EXTRACTED DATA:

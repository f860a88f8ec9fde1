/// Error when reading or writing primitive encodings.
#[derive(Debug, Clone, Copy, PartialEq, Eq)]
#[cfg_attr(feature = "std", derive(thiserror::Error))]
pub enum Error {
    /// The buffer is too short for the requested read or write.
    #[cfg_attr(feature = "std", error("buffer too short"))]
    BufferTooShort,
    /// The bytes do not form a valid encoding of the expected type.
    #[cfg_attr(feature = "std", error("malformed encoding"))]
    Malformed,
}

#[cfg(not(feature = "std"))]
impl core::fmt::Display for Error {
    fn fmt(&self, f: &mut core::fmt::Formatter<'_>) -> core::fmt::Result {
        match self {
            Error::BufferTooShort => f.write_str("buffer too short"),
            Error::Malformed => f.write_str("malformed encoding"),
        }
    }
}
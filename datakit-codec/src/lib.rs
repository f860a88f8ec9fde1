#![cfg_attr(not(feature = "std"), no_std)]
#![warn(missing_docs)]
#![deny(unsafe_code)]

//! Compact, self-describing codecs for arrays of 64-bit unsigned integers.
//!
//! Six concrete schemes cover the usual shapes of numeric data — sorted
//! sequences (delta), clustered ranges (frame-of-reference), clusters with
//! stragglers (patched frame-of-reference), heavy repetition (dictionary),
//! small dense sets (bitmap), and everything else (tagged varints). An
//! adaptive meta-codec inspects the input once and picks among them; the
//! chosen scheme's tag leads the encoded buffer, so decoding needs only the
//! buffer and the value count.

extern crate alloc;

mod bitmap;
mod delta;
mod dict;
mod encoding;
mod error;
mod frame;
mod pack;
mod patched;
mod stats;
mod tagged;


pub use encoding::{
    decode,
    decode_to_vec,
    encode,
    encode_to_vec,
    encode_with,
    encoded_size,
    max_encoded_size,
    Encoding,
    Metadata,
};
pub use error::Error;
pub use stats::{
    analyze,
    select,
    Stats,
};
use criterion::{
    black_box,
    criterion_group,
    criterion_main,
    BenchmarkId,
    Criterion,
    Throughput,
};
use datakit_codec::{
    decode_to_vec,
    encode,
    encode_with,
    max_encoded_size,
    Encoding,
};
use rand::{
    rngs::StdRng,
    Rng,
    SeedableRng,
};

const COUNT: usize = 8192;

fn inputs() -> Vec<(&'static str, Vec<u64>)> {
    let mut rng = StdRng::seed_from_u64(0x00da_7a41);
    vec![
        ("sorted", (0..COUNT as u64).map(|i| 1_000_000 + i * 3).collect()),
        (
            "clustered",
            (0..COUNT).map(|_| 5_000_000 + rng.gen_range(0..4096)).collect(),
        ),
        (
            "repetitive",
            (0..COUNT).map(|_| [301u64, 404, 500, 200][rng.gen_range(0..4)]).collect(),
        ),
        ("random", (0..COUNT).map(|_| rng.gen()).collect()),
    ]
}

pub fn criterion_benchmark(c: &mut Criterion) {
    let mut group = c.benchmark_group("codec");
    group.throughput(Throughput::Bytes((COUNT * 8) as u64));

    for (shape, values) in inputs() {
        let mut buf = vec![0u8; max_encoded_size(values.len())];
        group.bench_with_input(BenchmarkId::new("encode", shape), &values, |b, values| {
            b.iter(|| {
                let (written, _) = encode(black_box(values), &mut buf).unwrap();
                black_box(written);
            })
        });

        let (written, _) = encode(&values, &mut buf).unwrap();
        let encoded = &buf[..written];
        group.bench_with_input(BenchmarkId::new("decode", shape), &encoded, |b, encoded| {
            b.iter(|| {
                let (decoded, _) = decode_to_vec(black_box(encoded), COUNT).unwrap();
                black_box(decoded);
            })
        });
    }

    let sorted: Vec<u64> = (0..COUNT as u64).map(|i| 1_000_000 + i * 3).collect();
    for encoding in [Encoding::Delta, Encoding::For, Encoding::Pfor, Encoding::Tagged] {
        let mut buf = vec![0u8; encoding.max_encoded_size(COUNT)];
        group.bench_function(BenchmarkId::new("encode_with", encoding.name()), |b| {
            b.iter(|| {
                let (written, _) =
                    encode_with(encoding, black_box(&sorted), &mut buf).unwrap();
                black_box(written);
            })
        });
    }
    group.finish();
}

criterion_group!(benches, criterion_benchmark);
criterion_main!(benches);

ASSIGNMENT:
Pull each line containing the word "Throughput" out of the data above.

OUTPUT FOR THIS EXERCISE:
    Throughput,
    group.throughput(Throughput::Bytes((COUNT * 8) as u64));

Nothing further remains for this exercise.